Try it: Report all lines of the records that contain "HashMap".

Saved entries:

+--

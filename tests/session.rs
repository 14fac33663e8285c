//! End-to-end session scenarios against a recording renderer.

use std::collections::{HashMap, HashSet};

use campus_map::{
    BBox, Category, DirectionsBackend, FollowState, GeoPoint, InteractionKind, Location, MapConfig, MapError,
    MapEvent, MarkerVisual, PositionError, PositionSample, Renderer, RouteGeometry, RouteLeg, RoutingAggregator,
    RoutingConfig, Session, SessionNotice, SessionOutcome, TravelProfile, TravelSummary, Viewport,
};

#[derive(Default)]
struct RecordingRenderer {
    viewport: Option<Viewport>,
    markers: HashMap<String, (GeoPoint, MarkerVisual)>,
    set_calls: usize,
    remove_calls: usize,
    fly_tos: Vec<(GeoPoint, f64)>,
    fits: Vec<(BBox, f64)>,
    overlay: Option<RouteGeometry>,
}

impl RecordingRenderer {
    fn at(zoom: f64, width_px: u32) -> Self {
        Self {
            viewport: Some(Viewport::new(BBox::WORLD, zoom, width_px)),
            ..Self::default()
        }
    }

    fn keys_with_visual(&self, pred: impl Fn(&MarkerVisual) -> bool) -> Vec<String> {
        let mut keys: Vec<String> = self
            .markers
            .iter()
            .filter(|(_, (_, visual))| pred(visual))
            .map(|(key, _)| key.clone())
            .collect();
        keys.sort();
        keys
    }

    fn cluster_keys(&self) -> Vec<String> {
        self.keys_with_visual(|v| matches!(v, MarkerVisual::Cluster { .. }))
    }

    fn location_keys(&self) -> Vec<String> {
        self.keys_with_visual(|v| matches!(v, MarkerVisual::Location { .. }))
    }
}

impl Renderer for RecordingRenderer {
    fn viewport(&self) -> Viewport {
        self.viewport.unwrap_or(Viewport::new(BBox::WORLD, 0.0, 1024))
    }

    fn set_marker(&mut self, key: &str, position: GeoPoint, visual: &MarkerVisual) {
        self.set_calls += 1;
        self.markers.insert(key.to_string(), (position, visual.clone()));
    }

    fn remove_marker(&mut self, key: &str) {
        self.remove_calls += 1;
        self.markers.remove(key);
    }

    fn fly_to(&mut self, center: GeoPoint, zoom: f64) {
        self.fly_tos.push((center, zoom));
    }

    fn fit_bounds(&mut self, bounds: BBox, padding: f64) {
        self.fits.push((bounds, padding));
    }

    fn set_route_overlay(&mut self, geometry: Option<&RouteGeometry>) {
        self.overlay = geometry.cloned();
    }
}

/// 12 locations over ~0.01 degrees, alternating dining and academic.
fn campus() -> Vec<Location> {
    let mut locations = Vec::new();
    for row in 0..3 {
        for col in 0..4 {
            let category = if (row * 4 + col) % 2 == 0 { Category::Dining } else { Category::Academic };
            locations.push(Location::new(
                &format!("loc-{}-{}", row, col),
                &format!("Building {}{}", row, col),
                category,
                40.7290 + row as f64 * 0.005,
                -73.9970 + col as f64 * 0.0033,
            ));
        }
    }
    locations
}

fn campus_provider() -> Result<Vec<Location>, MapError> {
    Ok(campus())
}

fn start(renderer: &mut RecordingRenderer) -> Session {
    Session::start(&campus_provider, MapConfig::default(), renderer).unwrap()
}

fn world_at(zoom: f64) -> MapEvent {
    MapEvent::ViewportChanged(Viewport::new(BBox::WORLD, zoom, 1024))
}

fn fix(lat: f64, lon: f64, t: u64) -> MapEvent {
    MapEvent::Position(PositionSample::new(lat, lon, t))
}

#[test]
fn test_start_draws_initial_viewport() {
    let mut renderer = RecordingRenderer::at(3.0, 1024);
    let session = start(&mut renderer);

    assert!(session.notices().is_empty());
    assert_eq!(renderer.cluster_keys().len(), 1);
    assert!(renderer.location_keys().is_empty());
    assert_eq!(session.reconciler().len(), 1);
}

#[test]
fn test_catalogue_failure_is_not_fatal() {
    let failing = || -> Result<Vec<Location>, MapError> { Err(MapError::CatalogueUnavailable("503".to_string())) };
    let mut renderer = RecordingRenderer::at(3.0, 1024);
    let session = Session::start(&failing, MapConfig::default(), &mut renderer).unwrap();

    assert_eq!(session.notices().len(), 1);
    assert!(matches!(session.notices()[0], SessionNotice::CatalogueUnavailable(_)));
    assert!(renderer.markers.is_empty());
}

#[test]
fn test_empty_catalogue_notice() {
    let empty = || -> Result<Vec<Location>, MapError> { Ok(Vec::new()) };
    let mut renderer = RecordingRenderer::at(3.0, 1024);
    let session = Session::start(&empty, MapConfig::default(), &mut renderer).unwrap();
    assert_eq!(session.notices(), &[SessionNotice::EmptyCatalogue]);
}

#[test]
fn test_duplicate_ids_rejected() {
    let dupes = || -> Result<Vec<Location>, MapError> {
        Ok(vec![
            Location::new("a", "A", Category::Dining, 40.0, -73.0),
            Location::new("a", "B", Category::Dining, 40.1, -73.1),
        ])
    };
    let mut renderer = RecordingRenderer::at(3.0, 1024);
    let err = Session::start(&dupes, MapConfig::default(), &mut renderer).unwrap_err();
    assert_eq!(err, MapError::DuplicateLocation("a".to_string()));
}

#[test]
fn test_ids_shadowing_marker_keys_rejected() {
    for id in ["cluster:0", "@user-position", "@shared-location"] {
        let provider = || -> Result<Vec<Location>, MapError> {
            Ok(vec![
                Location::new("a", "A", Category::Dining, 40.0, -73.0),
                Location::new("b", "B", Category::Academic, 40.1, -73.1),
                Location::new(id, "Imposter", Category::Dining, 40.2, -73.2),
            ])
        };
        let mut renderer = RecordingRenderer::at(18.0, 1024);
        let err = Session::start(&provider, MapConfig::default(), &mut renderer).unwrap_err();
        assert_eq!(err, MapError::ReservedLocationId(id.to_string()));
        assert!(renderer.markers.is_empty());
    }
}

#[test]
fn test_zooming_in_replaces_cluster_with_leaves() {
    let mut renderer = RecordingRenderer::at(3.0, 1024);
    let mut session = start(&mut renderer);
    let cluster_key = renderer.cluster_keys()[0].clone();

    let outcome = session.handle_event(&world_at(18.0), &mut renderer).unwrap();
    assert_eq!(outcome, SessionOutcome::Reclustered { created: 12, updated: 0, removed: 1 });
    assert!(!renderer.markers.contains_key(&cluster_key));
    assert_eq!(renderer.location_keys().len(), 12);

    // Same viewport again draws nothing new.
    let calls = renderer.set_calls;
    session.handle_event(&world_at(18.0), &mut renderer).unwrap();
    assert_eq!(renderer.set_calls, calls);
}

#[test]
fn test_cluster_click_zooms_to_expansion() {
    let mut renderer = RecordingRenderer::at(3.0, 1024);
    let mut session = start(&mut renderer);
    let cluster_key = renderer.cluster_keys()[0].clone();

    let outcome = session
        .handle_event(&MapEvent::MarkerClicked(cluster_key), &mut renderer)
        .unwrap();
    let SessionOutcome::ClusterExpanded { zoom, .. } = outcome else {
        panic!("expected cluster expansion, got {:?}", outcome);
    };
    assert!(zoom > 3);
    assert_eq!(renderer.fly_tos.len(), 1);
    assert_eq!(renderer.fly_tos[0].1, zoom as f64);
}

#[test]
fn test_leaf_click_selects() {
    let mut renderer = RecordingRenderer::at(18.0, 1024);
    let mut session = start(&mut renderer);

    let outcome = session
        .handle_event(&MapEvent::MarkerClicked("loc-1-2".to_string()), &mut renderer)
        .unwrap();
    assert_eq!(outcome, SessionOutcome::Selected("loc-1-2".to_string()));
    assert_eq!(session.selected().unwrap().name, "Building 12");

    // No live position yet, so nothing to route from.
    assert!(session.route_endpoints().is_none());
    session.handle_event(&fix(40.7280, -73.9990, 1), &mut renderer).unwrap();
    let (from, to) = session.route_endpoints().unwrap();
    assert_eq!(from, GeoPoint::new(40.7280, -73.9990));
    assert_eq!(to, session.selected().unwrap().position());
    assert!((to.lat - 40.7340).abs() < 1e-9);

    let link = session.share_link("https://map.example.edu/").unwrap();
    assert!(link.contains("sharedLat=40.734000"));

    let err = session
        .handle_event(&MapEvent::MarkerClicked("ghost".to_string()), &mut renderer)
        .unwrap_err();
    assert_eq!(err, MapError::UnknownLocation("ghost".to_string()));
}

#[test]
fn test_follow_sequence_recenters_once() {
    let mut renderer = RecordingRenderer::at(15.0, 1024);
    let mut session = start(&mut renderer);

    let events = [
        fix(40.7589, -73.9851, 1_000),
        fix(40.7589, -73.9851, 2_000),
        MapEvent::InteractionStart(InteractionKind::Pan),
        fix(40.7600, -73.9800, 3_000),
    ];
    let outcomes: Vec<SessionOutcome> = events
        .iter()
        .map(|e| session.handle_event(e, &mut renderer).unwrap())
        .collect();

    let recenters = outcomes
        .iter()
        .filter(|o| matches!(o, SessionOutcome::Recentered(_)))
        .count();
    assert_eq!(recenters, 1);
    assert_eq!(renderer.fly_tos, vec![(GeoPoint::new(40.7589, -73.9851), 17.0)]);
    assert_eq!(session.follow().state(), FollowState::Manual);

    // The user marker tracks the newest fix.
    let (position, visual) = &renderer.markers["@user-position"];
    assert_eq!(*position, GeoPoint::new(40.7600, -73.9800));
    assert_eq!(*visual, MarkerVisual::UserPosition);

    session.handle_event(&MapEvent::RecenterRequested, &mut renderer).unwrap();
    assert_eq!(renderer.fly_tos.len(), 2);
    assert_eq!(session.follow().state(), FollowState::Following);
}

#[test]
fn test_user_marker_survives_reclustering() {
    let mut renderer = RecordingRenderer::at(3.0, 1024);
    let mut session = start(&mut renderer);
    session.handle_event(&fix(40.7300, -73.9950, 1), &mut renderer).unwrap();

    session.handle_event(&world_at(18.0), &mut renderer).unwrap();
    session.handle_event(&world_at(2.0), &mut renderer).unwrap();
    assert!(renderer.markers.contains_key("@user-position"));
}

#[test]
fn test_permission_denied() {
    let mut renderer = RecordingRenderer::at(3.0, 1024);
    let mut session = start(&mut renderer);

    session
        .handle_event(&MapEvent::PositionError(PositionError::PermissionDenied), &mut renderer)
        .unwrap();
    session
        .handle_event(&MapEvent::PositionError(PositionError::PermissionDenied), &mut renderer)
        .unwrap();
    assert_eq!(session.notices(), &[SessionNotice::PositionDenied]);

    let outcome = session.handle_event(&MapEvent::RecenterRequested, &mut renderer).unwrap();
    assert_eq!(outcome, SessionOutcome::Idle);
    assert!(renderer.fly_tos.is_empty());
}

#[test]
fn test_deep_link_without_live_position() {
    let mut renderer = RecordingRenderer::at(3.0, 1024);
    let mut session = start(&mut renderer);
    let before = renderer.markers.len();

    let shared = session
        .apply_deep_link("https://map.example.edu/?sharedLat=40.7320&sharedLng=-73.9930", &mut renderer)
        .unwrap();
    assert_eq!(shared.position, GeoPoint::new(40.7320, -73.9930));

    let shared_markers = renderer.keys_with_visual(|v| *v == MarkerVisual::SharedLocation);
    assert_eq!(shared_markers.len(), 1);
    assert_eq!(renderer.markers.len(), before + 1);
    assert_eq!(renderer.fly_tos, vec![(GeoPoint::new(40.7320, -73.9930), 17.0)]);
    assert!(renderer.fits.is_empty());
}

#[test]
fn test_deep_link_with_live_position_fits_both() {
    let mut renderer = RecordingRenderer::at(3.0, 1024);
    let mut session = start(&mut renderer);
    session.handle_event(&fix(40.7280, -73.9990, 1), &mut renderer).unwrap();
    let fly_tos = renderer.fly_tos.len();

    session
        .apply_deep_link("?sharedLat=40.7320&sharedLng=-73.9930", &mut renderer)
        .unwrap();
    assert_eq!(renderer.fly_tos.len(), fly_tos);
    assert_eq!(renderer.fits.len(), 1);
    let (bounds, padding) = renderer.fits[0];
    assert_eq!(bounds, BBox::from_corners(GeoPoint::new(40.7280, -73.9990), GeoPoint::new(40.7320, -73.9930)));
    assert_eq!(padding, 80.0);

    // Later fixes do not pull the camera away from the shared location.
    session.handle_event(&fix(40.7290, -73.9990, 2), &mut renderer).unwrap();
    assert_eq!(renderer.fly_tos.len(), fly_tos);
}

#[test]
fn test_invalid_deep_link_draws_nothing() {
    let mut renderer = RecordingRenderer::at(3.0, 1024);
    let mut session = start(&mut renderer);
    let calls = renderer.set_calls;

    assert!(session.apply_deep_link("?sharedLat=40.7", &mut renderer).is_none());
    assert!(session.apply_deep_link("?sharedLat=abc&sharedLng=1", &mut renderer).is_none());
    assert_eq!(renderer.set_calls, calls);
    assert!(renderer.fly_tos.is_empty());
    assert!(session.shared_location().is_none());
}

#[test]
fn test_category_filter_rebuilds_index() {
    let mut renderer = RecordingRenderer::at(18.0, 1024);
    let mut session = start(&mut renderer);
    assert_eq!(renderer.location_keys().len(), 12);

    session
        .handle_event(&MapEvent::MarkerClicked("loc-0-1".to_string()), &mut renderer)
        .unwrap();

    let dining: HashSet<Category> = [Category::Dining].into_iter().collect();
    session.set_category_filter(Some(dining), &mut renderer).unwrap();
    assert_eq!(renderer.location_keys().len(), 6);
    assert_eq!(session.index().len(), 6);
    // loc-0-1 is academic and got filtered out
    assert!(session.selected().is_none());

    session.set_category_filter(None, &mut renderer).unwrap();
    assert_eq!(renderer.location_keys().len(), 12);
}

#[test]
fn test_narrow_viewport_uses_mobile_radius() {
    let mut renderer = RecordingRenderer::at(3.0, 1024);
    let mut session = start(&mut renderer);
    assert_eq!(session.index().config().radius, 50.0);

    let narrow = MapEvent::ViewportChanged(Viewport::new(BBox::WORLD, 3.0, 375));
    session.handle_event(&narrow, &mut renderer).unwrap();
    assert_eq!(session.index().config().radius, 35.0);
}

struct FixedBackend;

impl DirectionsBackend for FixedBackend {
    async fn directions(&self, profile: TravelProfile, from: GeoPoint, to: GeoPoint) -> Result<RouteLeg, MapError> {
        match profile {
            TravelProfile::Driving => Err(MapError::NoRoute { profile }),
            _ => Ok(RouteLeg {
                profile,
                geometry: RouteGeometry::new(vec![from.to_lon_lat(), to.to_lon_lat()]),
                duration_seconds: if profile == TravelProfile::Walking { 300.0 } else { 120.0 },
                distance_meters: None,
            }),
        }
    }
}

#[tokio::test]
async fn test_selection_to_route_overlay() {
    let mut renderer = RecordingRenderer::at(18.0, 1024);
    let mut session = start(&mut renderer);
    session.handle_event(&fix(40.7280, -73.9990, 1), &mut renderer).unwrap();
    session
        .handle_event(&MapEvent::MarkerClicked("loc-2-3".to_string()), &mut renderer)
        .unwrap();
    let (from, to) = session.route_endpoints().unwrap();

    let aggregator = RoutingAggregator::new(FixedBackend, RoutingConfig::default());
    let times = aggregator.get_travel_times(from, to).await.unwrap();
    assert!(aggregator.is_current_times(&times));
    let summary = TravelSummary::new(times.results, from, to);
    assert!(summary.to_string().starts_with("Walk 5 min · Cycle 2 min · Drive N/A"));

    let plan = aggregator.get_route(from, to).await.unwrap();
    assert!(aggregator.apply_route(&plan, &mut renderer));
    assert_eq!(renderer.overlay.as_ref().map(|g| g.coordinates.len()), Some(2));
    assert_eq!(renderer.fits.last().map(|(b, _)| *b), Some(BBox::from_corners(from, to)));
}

+--

Written answer:
use std::collections::{HashMap, HashSet};
    markers: HashMap<String, (GeoPoint, MarkerVisual)>,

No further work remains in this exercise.